• [TASK DETAILS] Please reproduce verbatim the lines below, from the first through the one with "failures the client".

[Collected data entries]
# # #

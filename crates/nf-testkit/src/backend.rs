//! In-process mock of the feed API.
//!
//! Serves the same routes as the real backend with in-memory state and JWT
//! bearer tokens, plus knobs for the response shapes and failures the client
//! has to cope with.

use std::collections::{HashSet, VecDeque};
use std::net::SocketAddr;
use std::sync::{Arc, Mutex};

use axum::{
    Extension, Json, Router,
    extract::{Path, Query, Request, State},
    http::{StatusCode, header},
    middleware::{self, Next},
    response::{IntoResponse, Response},
    routing::{get, post},
};
use jsonwebtoken::{DecodingKey, EncodingKey, Header, Validation, decode, encode};
use serde::{Deserialize, Serialize};
use serde_json::{Value, json};
use tokio::task::JoinHandle;
use tower_http::trace::TraceLayer;
use tracing::info;

use nf_types::api::{CreatePostRequest, Credentials};
use nf_types::models::MAX_POST_CHARS;

const JWT_SECRET: &str = "nf-testkit-secret";

/// How `/feed` (and `POST /posts`) lay out their records.
#[derive(Debug, Clone, Copy, PartialEq, Eq)]
pub enum FeedShape {
    /// `{page, posts: [{id, userid, content, createdat}]}`
    Envelope,
    /// `[{id, userId, content, createdAt}]`
    BareArray,
    /// `[{id: "..", user_id: "..", content, created_at}]` with string numbers
    SnakeCase,
}

#[derive(Debug, Clone, Serialize, Deserialize)]
pub struct Claims {
    pub sub: i64,
    pub username: String,
    pub exp: usize,
}

struct UserRow {
    id: i64,
    username: String,
    password: String,
}

#[derive(Clone)]
struct PostRow {
    id: i64,
    author_id: i64,
    content: String,
    created_at: String,
}

struct BackendState {
    users: Vec<UserRow>,
    follows: HashSet<(i64, i64)>,
    posts: Vec<PostRow>,
    shape: FeedShape,
    feed_failures: VecDeque<(StatusCode, Value)>,
    feed_requests: usize,
}

type Shared = Arc<Mutex<BackendState>>;
type Failure = (StatusCode, Json<Value>);

fn fail(status: StatusCode, message: &str) -> Failure {
    (status, Json(json!({ "message": message })))
}

/// A running mock backend. The server stops when this is dropped.
pub struct MockBackend {
    pub base_url: String,
    state: Shared,
    task: JoinHandle<()>,
}

impl MockBackend {
    pub async fn spawn() -> anyhow::Result<Self> {
        let state: Shared = Arc::new(Mutex::new(BackendState {
            users: Vec::new(),
            follows: HashSet::new(),
            posts: Vec::new(),
            shape: FeedShape::Envelope,
            feed_failures: VecDeque::new(),
            feed_requests: 0,
        }));

        let public_routes = Router::new()
            .route("/register", post(register))
            .route("/login", post(login))
            .with_state(state.clone());

        let protected_routes = Router::new()
            .route("/posts", post(create_post))
            .route("/follow/{user_id}", post(follow).delete(unfollow))
            .route("/feed", get(feed))
            .layer(middleware::from_fn(require_auth))
            .with_state(state.clone());

        let app = Router::new()
            .merge(public_routes)
            .merge(protected_routes)
            .layer(TraceLayer::new_for_http());

        let listener = tokio::net::TcpListener::bind("127.0.0.1:0").await?;
        let addr: SocketAddr = listener.local_addr()?;
        info!("Mock feed backend listening on {}", addr);

        let task = tokio::spawn(async move {
            let _ = axum::serve(listener, app).await;
        });

        Ok(Self {
            base_url: format!("http://{}", addr),
            state,
            task,
        })
    }

    pub fn set_feed_shape(&self, shape: FeedShape) {
        self.state.lock().unwrap().shape = shape;
    }

    /// Make the next `/feed` request answer `status` with `body`.
    pub fn fail_next_feed(&self, status: StatusCode, body: Value) {
        self.state
            .lock()
            .unwrap()
            .feed_failures
            .push_back((status, body));
    }

    pub fn feed_requests(&self) -> usize {
        self.state.lock().unwrap().feed_requests
    }

    /// Create a user directly, bypassing `/register`. Returns its id.
    pub fn seed_user(&self, username: &str, password: &str) -> i64 {
        let mut state = self.state.lock().unwrap();
        insert_user(&mut state, username, password)
    }

    pub fn seed_follow(&self, follower: i64, followee: i64) {
        self.state.lock().unwrap().follows.insert((follower, followee));
    }

    /// Create a post directly with an explicit timestamp. Returns its id.
    pub fn seed_post(&self, author_id: i64, content: &str, created_at: &str) -> i64 {
        let mut state = self.state.lock().unwrap();
        insert_post(&mut state, author_id, content, created_at.to_string())
    }

    pub fn is_following(&self, follower: i64, followee: i64) -> bool {
        self.state
            .lock()
            .unwrap()
            .follows
            .contains(&(follower, followee))
    }
}

impl Drop for MockBackend {
    fn drop(&mut self) {
        self.task.abort();
    }
}

fn insert_user(state: &mut BackendState, username: &str, password: &str) -> i64 {
    let id = state.users.len() as i64 + 1;
    state.users.push(UserRow {
        id,
        username: username.to_string(),
        password: password.to_string(),
    });
    id
}

fn insert_post(state: &mut BackendState, author_id: i64, content: &str, created_at: String) -> i64 {
    let id = state.posts.len() as i64 + 1;
    state.posts.push(PostRow {
        id,
        author_id,
        content: content.to_string(),
        created_at,
    });
    id
}

fn render_post(shape: FeedShape, p: &PostRow) -> Value {
    match shape {
        FeedShape::Envelope => json!({
            "id": p.id, "userid": p.author_id, "content": p.content, "createdat": p.created_at
        }),
        FeedShape::BareArray => json!({
            "id": p.id, "userId": p.author_id, "content": p.content, "createdAt": p.created_at
        }),
        FeedShape::SnakeCase => json!({
            "id": p.id.to_string(), "user_id": p.author_id.to_string(),
            "content": p.content, "created_at": p.created_at
        }),
    }
}

fn create_token(user_id: i64, username: &str) -> anyhow::Result<String> {
    let claims = Claims {
        sub: user_id,
        username: username.to_string(),
        exp: (chrono::Utc::now() + chrono::Duration::days(1)).timestamp() as usize,
    };

    let token = encode(
        &Header::default(),
        &claims,
        &EncodingKey::from_secret(JWT_SECRET.as_bytes()),
    )?;

    Ok(token)
}

async fn require_auth(mut req: Request, next: Next) -> Result<Response, Failure> {
    let token = req
        .headers()
        .get(header::AUTHORIZATION)
        .and_then(|v| v.to_str().ok())
        .and_then(|v| v.strip_prefix("Bearer "))
        .ok_or_else(|| fail(StatusCode::UNAUTHORIZED, "Missing bearer token"))?;

    let token_data = decode::<Claims>(
        token,
        &DecodingKey::from_secret(JWT_SECRET.as_bytes()),
        &Validation::default(),
    )
    .map_err(|_| fail(StatusCode::UNAUTHORIZED, "Invalid token"))?;

    req.extensions_mut().insert(token_data.claims);
    Ok(next.run(req).await)
}

async fn register(
    State(state): State<Shared>,
    Json(req): Json<Credentials>,
) -> Result<impl IntoResponse, Failure> {
    if req.username.is_empty() || req.password.is_empty() {
        return Err(fail(StatusCode::BAD_REQUEST, "username and password are required"));
    }

    let mut state = state.lock().unwrap();
    if state.users.iter().any(|u| u.username == req.username) {
        return Err((
            StatusCode::CONFLICT,
            Json(json!({ "error": "Username already exists" })),
        ));
    }

    let id = insert_user(&mut state, &req.username, &req.password);
    Ok((
        StatusCode::CREATED,
        Json(json!({ "id": id, "username": req.username })),
    ))
}

async fn login(
    State(state): State<Shared>,
    Json(req): Json<Credentials>,
) -> Result<impl IntoResponse, Failure> {
    let user_id = {
        let state = state.lock().unwrap();
        state
            .users
            .iter()
            .find(|u| u.username == req.username && u.password == req.password)
            .map(|u| u.id)
            .ok_or_else(|| fail(StatusCode::UNAUTHORIZED, "Invalid credentials"))?
    };

    let token = create_token(user_id, &req.username)
        .map_err(|_| fail(StatusCode::INTERNAL_SERVER_ERROR, "Token signing failed"))?;

    Ok(Json(json!({ "token": token })))
}

async fn create_post(
    State(state): State<Shared>,
    Extension(claims): Extension<Claims>,
    Json(req): Json<CreatePostRequest>,
) -> Result<impl IntoResponse, Failure> {
    let content = req.content.trim();
    if content.is_empty() {
        return Err(fail(StatusCode::BAD_REQUEST, "Content is required"));
    }
    if content.chars().count() > MAX_POST_CHARS {
        return Err(fail(StatusCode::BAD_REQUEST, "Content exceeds 200 characters"));
    }

    let mut state = state.lock().unwrap();
    let created_at = chrono::Utc::now().to_rfc3339_opts(chrono::SecondsFormat::Millis, true);
    let id = insert_post(&mut state, claims.sub, content, created_at);
    let row = state.posts[(id - 1) as usize].clone();

    Ok((StatusCode::CREATED, Json(render_post(state.shape, &row))))
}

async fn follow(
    State(state): State<Shared>,
    Path(user_id): Path<i64>,
    Extension(claims): Extension<Claims>,
) -> Result<impl IntoResponse, Failure> {
    if user_id == claims.sub {
        return Err(fail(StatusCode::BAD_REQUEST, "Cannot follow yourself"));
    }

    let mut state = state.lock().unwrap();
    if !state.users.iter().any(|u| u.id == user_id) {
        return Err(fail(StatusCode::NOT_FOUND, "User not found"));
    }
    state.follows.insert((claims.sub, user_id));

    Ok(Json(json!({ "message": format!("Followed user {}", user_id) })))
}

async fn unfollow(
    State(state): State<Shared>,
    Path(user_id): Path<i64>,
    Extension(claims): Extension<Claims>,
) -> Result<impl IntoResponse, Failure> {
    let mut state = state.lock().unwrap();
    state.follows.remove(&(claims.sub, user_id));

    Ok(Json(json!({ "message": format!("Unfollowed user {}", user_id) })))
}

#[derive(Debug, Deserialize)]
struct FeedQuery {
    #[serde(default = "default_page")]
    page: u32,
    #[serde(default = "default_limit")]
    limit: u32,
}

fn default_page() -> u32 {
    1
}

fn default_limit() -> u32 {
    10
}

/// Posts by followed users, newest first.
async fn feed(
    State(state): State<Shared>,
    Query(query): Query<FeedQuery>,
    Extension(claims): Extension<Claims>,
) -> Response {
    let mut state = state.lock().unwrap();
    state.feed_requests += 1;

    if let Some((status, body)) = state.feed_failures.pop_front() {
        return (status, Json(body)).into_response();
    }

    let mut posts: Vec<&PostRow> = state
        .posts
        .iter()
        .filter(|p| state.follows.contains(&(claims.sub, p.author_id)))
        .collect();
    posts.sort_by(|a, b| b.created_at.cmp(&a.created_at).then(b.id.cmp(&a.id)));

    let page = query.page.max(1);
    let limit = query.limit.clamp(1, 100) as usize;
    let records: Vec<Value> = posts
        .into_iter()
        .skip((page as usize - 1) * limit)
        .take(limit)
        .map(|p| render_post(state.shape, p))
        .collect();

    match state.shape {
        FeedShape::Envelope => Json(json!({ "page": page, "posts": records })).into_response(),
        FeedShape::BareArray | FeedShape::SnakeCase => Json(Value::Array(records)).into_response(),
    }
}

# # #

• [SOLVED PROBLEM]
filename crates/nf-testkit/src/backend.rs
//! In-process mock of the feed API.
//!
//! Serves the same routes as the real backend with in-memory state and JWT
//! bearer tokens, plus knobs for the response shapes and failures the client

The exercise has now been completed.